The jacket is not UV rated and breaks down. The conductors inside the sheath are not labeled as to actual type regardless of the one quote above. NM is a cable assembly and is not meant to be stripped out of the sheath.


----------



## McSteve (Dec 8, 2009)

The paper wrapping in NM-B is a factor too, as it can wick water along inside the jacket.


----------



## sirsparksalot (Oct 16, 2010)

McSteve said:


> The paper wrapping in NM-B is a factor too, _as it can wick water along inside the jacket._


And again, this is bad because ......?


----------



## sirsparksalot (Oct 16, 2010)

OK, let me restate this question. What would happen if we ran 3 individual THHN/THWN and a Bare Ground wire underground in conduit? What are the consequences of allowing the ground wire to get wet?


----------



## McSteve (Dec 8, 2009)

Think about it; any water that gets into the cable is going to travel along its length until it reaches the end. Then you've got water getting in somewhere that you really don't want it, like a junction box or breaker panel...


----------



## sirsparksalot (Oct 16, 2010)

McSteve said:


> Think about it; any water that gets into the cable is going to travel along its length until it reaches the end. Then you've got water getting in somewhere that you really don't want it, like a junction box or breaker panel...

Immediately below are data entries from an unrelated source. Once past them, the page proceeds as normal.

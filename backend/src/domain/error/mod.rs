//! Domain-level error taxonomy.
//!
//! These errors are transport agnostic. Inbound adapters map them to HTTP
//! responses and response envelopes; outbound adapters build them from
//! upstream failures through the constructors in
//! [`crate::domain::error_builders`].
//!
//! Every variant shares an [`ErrorContext`]. The `type` tag decides which
//! extra fields exist, so callers match on [`AppError`] before reading them.

use std::fmt;

use chrono::{DateTime, Utc};
use serde::{Deserialize, Serialize};
use serde_json::{Map, Value};

use super::error_messages::severity_user_message;

/// Discriminant naming the failure category of an [`AppError`].
#[derive(Debug, Clone, Copy, PartialEq, Eq, Hash, Serialize, Deserialize)]
#[serde(rename_all = "SCREAMING_SNAKE_CASE")]
pub enum ErrorType {
    /// An upstream HTTP API answered with a failure or could not be reached.
    ApiError,
    /// A submitted form field was rejected.
    FormError,
    /// A value failed a validation rule outside a form submission.
    ValidationError,
    /// The network failed before a response arrived.
    NetworkError,
    /// Credentials are missing or invalid.
    AuthenticationError,
    /// The caller is not allowed to perform the action.
    AuthorizationError,
    /// The requested resource does not exist.
    NotFoundError,
    /// The server failed while handling the request.
    ServerError,
    /// Anything that does not fit another category.
    UnknownError,
}

impl ErrorType {
    /// Wire label, identical to the serialised form.
    pub const fn as_str(self) -> &'static str {
        match self {
            Self::ApiError => "API_ERROR",
            Self::FormError => "FORM_ERROR",
            Self::ValidationError => "VALIDATION_ERROR",
            Self::NetworkError => "NETWORK_ERROR",
            Self::AuthenticationError => "AUTHENTICATION_ERROR",
            Self::AuthorizationError => "AUTHORIZATION_ERROR",
            Self::NotFoundError => "NOT_FOUND_ERROR",
            Self::ServerError => "SERVER_ERROR",
            Self::UnknownError => "UNKNOWN_ERROR",
        }
    }
}

impl fmt::Display for ErrorType {
    fn fmt(&self, f: &mut fmt::Formatter<'_>) -> fmt::Result {
        f.write_str(self.as_str())
    }
}

/// Ordinal importance of an error, independent of its [`ErrorType`].
#[derive(Debug, Clone, Copy, PartialEq, Eq, PartialOrd, Ord, Hash, Serialize, Deserialize)]
#[serde(rename_all = "UPPERCASE")]
pub enum ErrorSeverity {
    /// Cosmetic or easily recoverable.
    Low,
    /// The user must change something before retrying.
    Medium,
    /// The operation failed and retrying later may help.
    High,
    /// The site cannot serve the request at all.
    Critical,
}

impl ErrorSeverity {
    /// Wire label, identical to the serialised form.
    pub const fn as_str(self) -> &'static str {
        match self {
            Self::Low => "LOW",
            Self::Medium => "MEDIUM",
            Self::High => "HIGH",
            Self::Critical => "CRITICAL",
        }
    }
}

impl fmt::Display for ErrorSeverity {
    fn fmt(&self, f: &mut fmt::Formatter<'_>) -> fmt::Result {
        f.write_str(self.as_str())
    }
}

/// Fields carried by every error variant.
///
/// `message` is developer facing. `user_message` is what end users see;
/// when absent, [`AppError::user_message`] derives one from `severity`.
#[derive(Debug, Clone, PartialEq, Serialize, Deserialize)]
#[serde(rename_all = "camelCase")]
pub struct ErrorContext {
    /// Developer-facing description.
    pub message: String,
    /// Importance of the failure.
    pub severity: ErrorSeverity,
    /// Creation instant.
    pub timestamp: DateTime<Utc>,
    /// Optional stable machine-readable code.
    #[serde(default, skip_serializing_if = "Option::is_none")]
    pub code: Option<String>,
    /// Optional origin of the error (module, route or component).
    #[serde(default, skip_serializing_if = "Option::is_none")]
    pub location: Option<String>,
    /// Opaque supplementary data. Never shown to end users.
    #[serde(default, skip_serializing_if = "Option::is_none")]
    pub details: Option<Map<String, Value>>,
    /// End-user message suitable for direct display.
    #[serde(default, skip_serializing_if = "Option::is_none")]
    pub user_message: Option<String>,
}

impl ErrorContext {
    /// Start a context stamped with the current time.
    pub fn new(message: impl Into<String>, severity: ErrorSeverity) -> Self {
        Self {
            message: message.into(),
            severity,
            timestamp: Utc::now(),
            code: None,
            location: None,
            details: None,
            user_message: None,
        }
    }
}

/// Payload of [`AppError::Api`].
#[derive(Debug, Clone, PartialEq, Serialize, Deserialize)]
#[serde(rename_all = "camelCase")]
pub struct ApiError {
    /// Shared fields.
    #[serde(flatten)]
    pub context: ErrorContext,
    /// HTTP status returned upstream; `0` when no response arrived.
    pub status_code: u16,
    /// Endpoint that produced the failure, without query string.
    #[serde(default, skip_serializing_if = "Option::is_none")]
    pub endpoint: Option<String>,
    /// Correlation identifier of the originating request.
    #[serde(default, skip_serializing_if = "Option::is_none")]
    pub request_id: Option<String>,
    /// Parsed upstream body, when one was available.
    #[serde(default, skip_serializing_if = "Option::is_none")]
    pub response_data: Option<Value>,
}

/// Payload shared by [`AppError::Form`] and [`AppError::Validation`].
#[derive(Debug, Clone, PartialEq, Serialize, Deserialize)]
#[serde(rename_all = "camelCase")]
pub struct FieldError {
    /// Shared fields.
    #[serde(flatten)]
    pub context: ErrorContext,
    /// Name of the offending field.
    #[serde(default, skip_serializing_if = "Option::is_none")]
    pub field: Option<String>,
    /// Rule that rejected the value (`required`, `email`, ...).
    #[serde(default, skip_serializing_if = "Option::is_none")]
    pub validation_rule: Option<String>,
    /// Rejected input, kept for diagnostics only.
    #[serde(default, skip_serializing_if = "Option::is_none")]
    pub input_value: Option<Value>,
}

/// Classification of a transport failure.
#[derive(Debug, Clone, Copy, PartialEq, Eq, Hash, Serialize, Deserialize)]
#[serde(rename_all = "SCREAMING_SNAKE_CASE")]
pub enum NetworkErrorKind {
    /// The connection could not be established.
    Connection,
    /// The request timed out.
    Timeout,
    /// The host name could not be resolved.
    Dns,
    /// Any other transport failure.
    Unknown,
}

/// Payload of [`AppError::Network`].
#[derive(Debug, Clone, PartialEq, Serialize, Deserialize)]
#[serde(rename_all = "camelCase")]
pub struct NetworkError {
    /// Shared fields.
    #[serde(flatten)]
    pub context: ErrorContext,
    /// Target URL, without query string.
    #[serde(default, skip_serializing_if = "Option::is_none")]
    pub url: Option<String>,
    /// Failure classification.
    #[serde(default, skip_serializing_if = "Option::is_none")]
    pub network_error_type: Option<NetworkErrorKind>,
}

/// Closed set of application errors, tagged on `type`.
///
/// # Examples
/// ```
/// use invitation::domain::{AppError, ErrorContext, ErrorSeverity, ErrorType};
///
/// let err = AppError::NotFound(Box::new(ErrorContext::new(
///     "guest missing",
///     ErrorSeverity::Medium,
/// )));
/// assert_eq!(err.error_type(), ErrorType::NotFoundError);
/// assert!(!err.user_message().is_empty());
/// ```
#[derive(Debug, Clone, PartialEq, Serialize, Deserialize)]
#[serde(tag = "type")]
pub enum AppError {
    /// Upstream HTTP failure.
    #[serde(rename = "API_ERROR")]
    Api(Box<ApiError>),
    /// Rejected form field.
    #[serde(rename = "FORM_ERROR")]
    Form(Box<FieldError>),
    /// Failed validation rule.
    #[serde(rename = "VALIDATION_ERROR")]
    Validation(Box<FieldError>),
    /// Transport failure.
    #[serde(rename = "NETWORK_ERROR")]
    Network(Box<NetworkError>),
    /// Missing or invalid credentials.
    #[serde(rename = "AUTHENTICATION_ERROR")]
    Authentication(Box<ErrorContext>),
    /// Insufficient permissions.
    #[serde(rename = "AUTHORIZATION_ERROR")]
    Authorization(Box<ErrorContext>),
    /// Missing resource.
    #[serde(rename = "NOT_FOUND_ERROR")]
    NotFound(Box<ErrorContext>),
    /// Server-side failure.
    #[serde(rename = "SERVER_ERROR")]
    Server(Box<ErrorContext>),
    /// Uncategorised failure.
    #[serde(rename = "UNKNOWN_ERROR")]
    Unknown(Box<ErrorContext>),
}

impl AppError {
    /// Discriminant of this error.
    pub const fn error_type(&self) -> ErrorType {
        match self {
            Self::Api(_) => ErrorType::ApiError,
            Self::Form(_) => ErrorType::FormError,
            Self::Validation(_) => ErrorType::ValidationError,
            Self::Network(_) => ErrorType::NetworkError,
            Self::Authentication(_) => ErrorType::AuthenticationError,
            Self::Authorization(_) => ErrorType::AuthorizationError,
            Self::NotFound(_) => ErrorType::NotFoundError,
            Self::Server(_) => ErrorType::ServerError,
            Self::Unknown(_) => ErrorType::UnknownError,
        }
    }

    /// Shared fields of any variant.
    pub fn context(&self) -> &ErrorContext {
        match self {
            Self::Api(api) => &api.context,
            Self::Form(field) | Self::Validation(field) => &field.context,
            Self::Network(network) => &network.context,
            Self::Authentication(context)
            | Self::Authorization(context)
            | Self::NotFound(context)
            | Self::Server(context)
            | Self::Unknown(context) => context.as_ref(),
        }
    }

    fn context_mut(&mut self) -> &mut ErrorContext {
        match self {
            Self::Api(api) => &mut api.context,
            Self::Form(field) | Self::Validation(field) => &mut field.context,
            Self::Network(network) => &mut network.context,
            Self::Authentication(context)
            | Self::Authorization(context)
            | Self::NotFound(context)
            | Self::Server(context)
            | Self::Unknown(context) => context.as_mut(),
        }
    }

    /// Developer-facing message.
    pub fn message(&self) -> &str {
        self.context().message.as_str()
    }

    /// Severity of the failure.
    pub fn severity(&self) -> ErrorSeverity {
        self.context().severity
    }

    /// Message for end users: the explicit one, else the severity default.
    pub fn user_message(&self) -> &str {
        let context = self.context();
        context
            .user_message
            .as_deref()
            .unwrap_or_else(|| severity_user_message(context.severity))
    }

    /// Upstream status for [`AppError::Api`], `None` for other variants.
    pub fn status_code(&self) -> Option<u16> {
        match self {
            Self::Api(api) => Some(api.status_code),
            _ => None,
        }
    }

    /// Attach structured details, replacing any previous value.
    ///
    /// # Examples
    /// ```
    /// use invitation::domain::{AppError, ErrorContext, ErrorSeverity};
    /// use serde_json::{json, Map};
    ///
    /// let mut details = Map::new();
    /// details.insert("guest".to_owned(), json!("abc"));
    /// let err = AppError::Server(Box::new(ErrorContext::new("boom", ErrorSeverity::High)))
    ///     .with_details(details);
    /// assert!(err.context().details.is_some());
    /// ```
    #[must_use]
    pub fn with_details(mut self, details: Map<String, Value>) -> Self {
        self.context_mut().details = Some(details);
        self
    }

    /// Attach a machine-readable code.
    #[must_use]
    pub fn with_code(mut self, code: impl Into<String>) -> Self {
        self.context_mut().code = Some(code.into());
        self
    }

    /// Record where the error originated.
    #[must_use]
    pub fn with_location(mut self, location: impl Into<String>) -> Self {
        self.context_mut().location = Some(location.into());
        self
    }

    /// Override the end-user message.
    #[must_use]
    pub fn with_user_message(mut self, user_message: impl Into<String>) -> Self {
        self.context_mut().user_message = Some(user_message.into());
        self
    }

    /// Override the severity.
    #[must_use]
    pub fn with_severity(mut self, severity: ErrorSeverity) -> Self {
        self.context_mut().severity = severity;
        self
    }

    /// Copy safe for clients: the developer message is replaced by the
    /// user message and diagnostic payloads are dropped.
    #[must_use]
    pub fn redacted(&self) -> Self {
        let mut redacted = self.clone();
        let user_message = self.user_message().to_owned();
        {
            let context = redacted.context_mut();
            context.message.clone_from(&user_message);
            context.user_message = Some(user_message);
            context.details = None;
        }
        match &mut redacted {
            Self::Api(api) => api.response_data = None,
            Self::Form(field) | Self::Validation(field) => field.input_value = None,
            Self::Network(_)
            | Self::Authentication(_)
            | Self::Authorization(_)
            | Self::NotFound(_)
            | Self::Server(_)
            | Self::Unknown(_) => {}
        }
        redacted
    }
}

impl fmt::Display for AppError {
    fn fmt(&self, f: &mut fmt::Formatter<'_>) -> fmt::Result {
        write!(f, "{}: {}", self.error_type(), self.message())
    }
}

impl std::error::Error for AppError {}

#[cfg(test)]
mod tests;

Believe me, I've thought about it. I'm still not getting it because I don't understand the consequences of stripping NM Cable, running it underground in conduit along with the bare ground wire. YES, I know that the NM Cable is not rated for underground. YES, I understand that Cable isn't designed to be stripped. But NO, I do not understand the consequences of doing so.

To your quote above, if I ran individual wires in conduit underground and those wires got wet (which they would, I know), what would be the danger?


----------



## oleguy74 (Aug 23, 2010)

even if the wire in romex was thhn/thwn still would not be legal beacause it is not labeled as thhn/thwn or anything else.code says wire must be clearly marked for use.look at spools of wire(single conductor)you will see the type and gauge clearly printed on wire at presribed intervals along the wire.the individual wires in romex are not labeled...as for the ground,no one cares if a bare ground gets wet...if you are going to the trouble to run conduit,just do it right.buy the proper wire an be done with it.you are making issues that don't need to be made...


----------



## secutanudu (Mar 15, 2009)

sirsparksalot said:


> To your quote above, if I ran individual wires in conduit underground and those wires got wet (which they would, I know), what would be the danger?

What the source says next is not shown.